-- Task prompt --
Exact copies of all the entries are needed.

******************************

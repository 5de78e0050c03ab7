use axum::{extract::State, response::IntoResponse, Extension, Json};
use std::sync::Arc;

use crate::{
    error::AppResult,
    extractors::{AppJson, AppPath},
    middlewares::auth::Principal,
    models::progress::{SubmitTaskRequest, UpdateProgressRequest},
    services::{progress_service::ProgressService, AppState},
};

fn progress_service(state: &AppState) -> ProgressService {
    ProgressService::new(state.db.clone(), state.config.grading_mode)
}

/// GET /progress/student/{id}
pub async fn student_progress(
    State(state): State<Arc<AppState>>,
    Extension(principal): Extension<Principal>,
    AppPath(student_id): AppPath<i64>,
) -> AppResult<impl IntoResponse> {
    let rows = progress_service(&state)
        .list_for_student(&principal, student_id)
        .await?;
    Ok(Json(rows))
}

/// GET /progress/task/{id}
pub async fn task_progress(
    State(state): State<Arc<AppState>>,
    Extension(principal): Extension<Principal>,
    AppPath(task_id): AppPath<i64>,
) -> AppResult<impl IntoResponse> {
    let rows = progress_service(&state)
        .list_for_task(&principal, task_id)
        .await?;
    Ok(Json(rows))
}

/// POST /progress/submit - the authenticated student submits answers for a task
pub async fn submit_task(
    State(state): State<Arc<AppState>>,
    Extension(principal): Extension<Principal>,
    AppJson(req): AppJson<SubmitTaskRequest>,
) -> AppResult<impl IntoResponse> {
    let progress = progress_service(&state)
        .submit_task(&principal, req)
        .await?;
    Ok(Json(progress))
}

/// PUT /progress/update
pub async fn update_progress(
    State(state): State<Arc<AppState>>,
    Extension(principal): Extension<Principal>,
    AppJson(req): AppJson<UpdateProgressRequest>,
) -> AppResult<impl IntoResponse> {
    let progress = progress_service(&state)
        .update_status(&principal, req)
        .await?;
    Ok(Json(progress))
}
/// Splits `text` into `n` consecutive slices balanced by word count.
///
/// The first `words % n` slices receive one extra word, so slice lengths differ
/// by at most one. Slices are empty when there are fewer words than slices.
/// For `n <= 1` the text is returned untouched as the only element.
pub fn split_proportionally(text: &str, n: usize) -> Vec<String> {
    if n <= 1 {
        return vec![text.to_string()];
    }

    let words: Vec<&str> = text.split_whitespace().collect();
    let base = words.len() / n;
    let extra = words.len() % n;

    let mut slices = Vec::with_capacity(n);
    let mut pos = 0;
    for i in 0..n {
        let size = base + usize::from(i < extra);
        slices.push(words[pos..pos + size].join(" "));
        pos += size;
    }
    slices
}
//! Moving between the title page, front matter and chapters.

use serde::Serialize;

use crate::state::View;
use crate::types::document::{Book, Document};

/// Hebrew sidebar labels for the known front-matter sections.
const FRONT_MATTER_LABELS: [(&str, &str); 8] = [
    ("title", "שער"),
    ("translator_intro", "מבוא המתרגם"),
    ("title_page", "דף השער"),
    ("introduction", "מבוא"),
    ("three_witnesses", "עדות שלשת העדים"),
    ("eight_witnesses", "עדות שמונה עדים"),
    ("joseph_smith", "עדות יוסף סמית"),
    ("brief_explanation", "ביאור קצר"),
];

pub fn front_matter_label(id: &str) -> Option<&'static str> {
    FRONT_MATTER_LABELS
        .iter()
        .find(|(key, _)| *key == id)
        .map(|(_, label)| *label)
}

/// Chapter after `(book, chapter)`, crossing into the next book's first chapter.
pub fn next_chapter(doc: &Document, book: usize, chapter: usize) -> Option<(usize, usize)> {
    let current = doc.book(book)?;
    if chapter + 1 < current.chapters.len() {
        return Some((book, chapter + 1));
    }
    (book + 1..doc.books.len())
        .find(|&b| !doc.books[b].chapters.is_empty())
        .map(|b| (b, 0))
}

/// Chapter before `(book, chapter)`, crossing into the previous book's last chapter.
pub fn prev_chapter(doc: &Document, book: usize, chapter: usize) -> Option<(usize, usize)> {
    doc.book(book)?;
    if chapter > 0 {
        return Some((book, chapter - 1));
    }
    (0..book)
        .rev()
        .find(|&b| !doc.books[b].chapters.is_empty())
        .map(|b| (b, doc.books[b].chapters.len() - 1))
}

/// Neighbouring front-matter ids of `id`, as `(previous, next)`.
pub fn front_matter_neighbours<'a>(
    doc: &'a Document,
    id: &str,
) -> (Option<&'a str>, Option<&'a str>) {
    let Some(idx) = doc.front_matter_index(id) else {
        return (None, None);
    };
    let prev = idx
        .checked_sub(1)
        .and_then(|i| doc.front_matter.get(i))
        .map(|fm| fm.id.as_str());
    let next = doc.front_matter.get(idx + 1).map(|fm| fm.id.as_str());
    (prev, next)
}

/// Checks a stored view against the document; anything stale becomes `Title`.
pub fn resolve_view(doc: &Document, view: &View) -> View {
    match view {
        View::Chapter { book, chapter } if doc.chapter(*book, *chapter).is_some() => view.clone(),
        View::FrontMatter { id } if id == "title" => View::Title,
        View::FrontMatter { id } if doc.front_matter(id).is_some() => view.clone(),
        _ => View::Title,
    }
}

#[derive(Serialize, Debug, Clone, PartialEq, Eq)]
pub struct TocFrontMatter {
    pub id: String,
    pub label: String,
}

#[derive(Serialize, Debug, Clone, PartialEq, Eq)]
pub struct TocBook {
    pub index: usize,
    pub id: String,
    pub name: String,
    /// Listed only for books with more than one chapter.
    pub chapters: Vec<String>,
}

#[derive(Serialize, Debug, Clone, PartialEq, Eq, Default)]
pub struct TableOfContents {
    pub front_matter: Vec<TocFrontMatter>,
    pub books: Vec<TocBook>,
}

/// Builds the sidebar contents. `book_name` supplies the display name of each
/// book so the caller controls the label language.
pub fn table_of_contents<F>(doc: &Document, book_name: F) -> TableOfContents
where
    F: Fn(&Book) -> String,
{
    let front_matter = doc
        .front_matter
        .iter()
        .map(|fm| TocFrontMatter {
            id: fm.id.clone(),
            label: front_matter_label(&fm.id)
                .map_or_else(|| fm.title.clone(), str::to_string),
        })
        .collect();

    let books = doc
        .books
        .iter()
        .enumerate()
        .map(|(index, book)| TocBook {
            index,
            id: book.id.clone(),
            name: book_name(book),
            chapters: if book.is_multi_chapter() {
                book.chapters.iter().map(|c| c.number.clone()).collect()
            } else {
                Vec::new()
            },
        })
        .collect();

    TableOfContents {
        front_matter,
        books,
    }
}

******************************

-- Solution to this exercise --
repository 5de78e0050c03ab7
use axum::{extract::State, response::IntoResponse, Extension, Json};
use std::sync::Arc;

use crate::{
    error::AppResult,
    extractors::{AppJson, AppPath},
    middlewares::auth::Principal,
    models::progress::{SubmitTaskRequest, UpdateProgressRequest},
    services::{progress_service::ProgressService, AppState},
};

fn progress_service(state: &AppState) -> ProgressService {
    ProgressService::new(state.db.clone(), state.config.grading_mode)
}

/// GET /progress/student/{id}
pub async fn student_progress(
    State(state): State<Arc<AppState>>,
    Extension(principal): Extension<Principal>,
    AppPath(student_id): AppPath<i64>,
) -> AppResult<impl IntoResponse> {
    let rows = progress_service(&state)
        .list_for_student(&principal, student_id)
        .await?;
    Ok(Json(rows))
}

/// GET /progress/task/{id}
pub async fn task_progress(
    State(state): State<Arc<AppState>>,
    Extension(principal): Extension<Principal>,
    AppPath(task_id): AppPath<i64>,
) -> AppResult<impl IntoResponse> {
    let rows = progress_service(&state)
        .list_for_task(&principal, task_id)
        .await?;
    Ok(Json(rows))
}

/// POST /progress/submit - the authenticated student submits answers for a task
pub async fn submit_task(
    State(state): State<Arc<AppState>>,
    Extension(principal): Extension<Principal>,
    AppJson(req): AppJson<SubmitTaskRequest>,
) -> AppResult<impl IntoResponse> {
    let progress = progress_service(&state)
        .submit_task(&principal, req)
        .await?;
    Ok(Json(progress))
}

/// PUT /progress/update
pub async fn update_progress(
    State(state): State<Arc<AppState>>,
    Extension(principal): Extension<Principal>,
    AppJson(req): AppJson<UpdateProgressRequest>,
) -> AppResult<impl IntoResponse> {
    let progress = progress_service(&state)
        .update_status(&principal, req)
        .await?;
    Ok(Json(progress))
}
/// Splits `text` into `n` consecutive slices balanced by word count.
///
/// The first `words % n` slices receive one extra word, so slice lengths differ
/// by at most one. Slices are empty when there are fewer words than slices.
/// For `n <= 1` the text is returned untouched as the only element.
pub fn split_proportionally(text: &str, n: usize) -> Vec<String> {
    if n <= 1 {
        return vec![text.to_string()];
    }

    let words: Vec<&str> = text.split_whitespace().collect();
    let base = words.len() / n;
    let extra = words.len() % n;

    let mut slices = Vec::with_capacity(n);
    let mut pos = 0;
    for i in 0..n {
        let size = base + usize::from(i < extra);
        slices.push(words[pos..pos + size].join(" "));
        pos += size;
    }
    slices
}
//! Moving between the title page, front matter and chapters.

use serde::Serialize;

use crate::state::View;
use crate::types::document::{Book, Document};

/// Hebrew sidebar labels for the known front-matter sections.
const FRONT_MATTER_LABELS: [(&str, &str); 8] = [
    ("title", "שער"),
    ("translator_intro", "מבוא המתרגם"),
    ("title_page", "דף השער"),
    ("introduction", "מבוא"),
    ("three_witnesses", "עדות שלשת העדים"),
    ("eight_witnesses", "עדות שמונה עדים"),
    ("joseph_smith", "עדות יוסף סמית"),
    ("brief_explanation", "ביאור קצר"),
];

pub fn front_matter_label(id: &str) -> Option<&'static str> {
    FRONT_MATTER_LABELS
        .iter()
        .find(|(key, _)| *key == id)
        .map(|(_, label)| *label)
}

/// Chapter after `(book, chapter)`, crossing into the next book's first chapter.
pub fn next_chapter(doc: &Document, book: usize, chapter: usize) -> Option<(usize, usize)> {
    let current = doc.book(book)?;
    if chapter + 1 < current.chapters.len() {
        return Some((book, chapter + 1));
    }
    (book + 1..doc.books.len())
        .find(|&b| !doc.books[b].chapters.is_empty())
        .map(|b| (b, 0))
}

/// Chapter before `(book, chapter)`, crossing into the previous book's last chapter.
pub fn prev_chapter(doc: &Document, book: usize, chapter: usize) -> Option<(usize, usize)> {
    doc.book(book)?;
    if chapter > 0 {
        return Some((book, chapter - 1));
    }
    (0..book)
        .rev()
        .find(|&b| !doc.books[b].chapters.is_empty())
        .map(|b| (b, doc.books[b].chapters.len() - 1))
}

/// Neighbouring front-matter ids of `id`, as `(previous, next)`.
pub fn front_matter_neighbours<'a>(
    doc: &'a Document,
    id: &str,
) -> (Option<&'a str>, Option<&'a str>) {
    let Some(idx) = doc.front_matter_index(id) else {
        return (None, None);
    };
    let prev = idx
        .checked_sub(1)
        .and_then(|i| doc.front_matter.get(i))
        .map(|fm| fm.id.as_str());
    let next = doc.front_matter.get(idx + 1).map(|fm| fm.id.as_str());
    (prev, next)
}

/// Checks a stored view against the document; anything stale becomes `Title`.
pub fn resolve_view(doc: &Document, view: &View) -> View {
    match view {
        View::Chapter { book, chapter } if doc.chapter(*book, *chapter).is_some() => view.clone(),
        View::FrontMatter { id } if id == "title" => View::Title,
        View::FrontMatter { id } if doc.front_matter(id).is_some() => view.clone(),
        _ => View::Title,
    }
}

#[derive(Serialize, Debug, Clone, PartialEq, Eq)]
pub struct TocFrontMatter {
    pub id: String,
    pub label: String,
}

#[derive(Serialize, Debug, Clone, PartialEq, Eq)]
pub struct TocBook {
    pub index: usize,
    pub id: String,
    pub name: String,
    /// Listed only for books with more than one chapter.
    pub chapters: Vec<String>,
}

#[derive(Serialize, Debug, Clone, PartialEq, Eq, Default)]
pub struct TableOfContents {
    pub front_matter: Vec<TocFrontMatter>,
    pub books: Vec<TocBook>,
}

/// Builds the sidebar contents. `book_name` supplies the display name of each
/// book so the caller controls the label language.
pub fn table_of_contents<F>(doc: &Document, book_name: F) -> TableOfContents
where
    F: Fn(&Book) -> String,
{
    let front_matter = doc
        .front_matter
        .iter()
        .map(|fm| TocFrontMatter {
            id: fm.id.clone(),
            label: front_matter_label(&fm.id)
                .map_or_else(|| fm.title.clone(), str::to_string),
        })
        .collect();

    let books = doc
        .books
        .iter()
        .enumerate()
        .map(|(index, book)| TocBook {
            index,
            id: book.id.clone(),
            name: book_name(book),
            chapters: if book.is_multi_chapter() {
                book.chapters.iter().map(|c| c.number.clone()).collect()
            } else {
                Vec::new()
            },
        })
        .collect();

    TableOfContents {
        front_matter,
        books,
    }
}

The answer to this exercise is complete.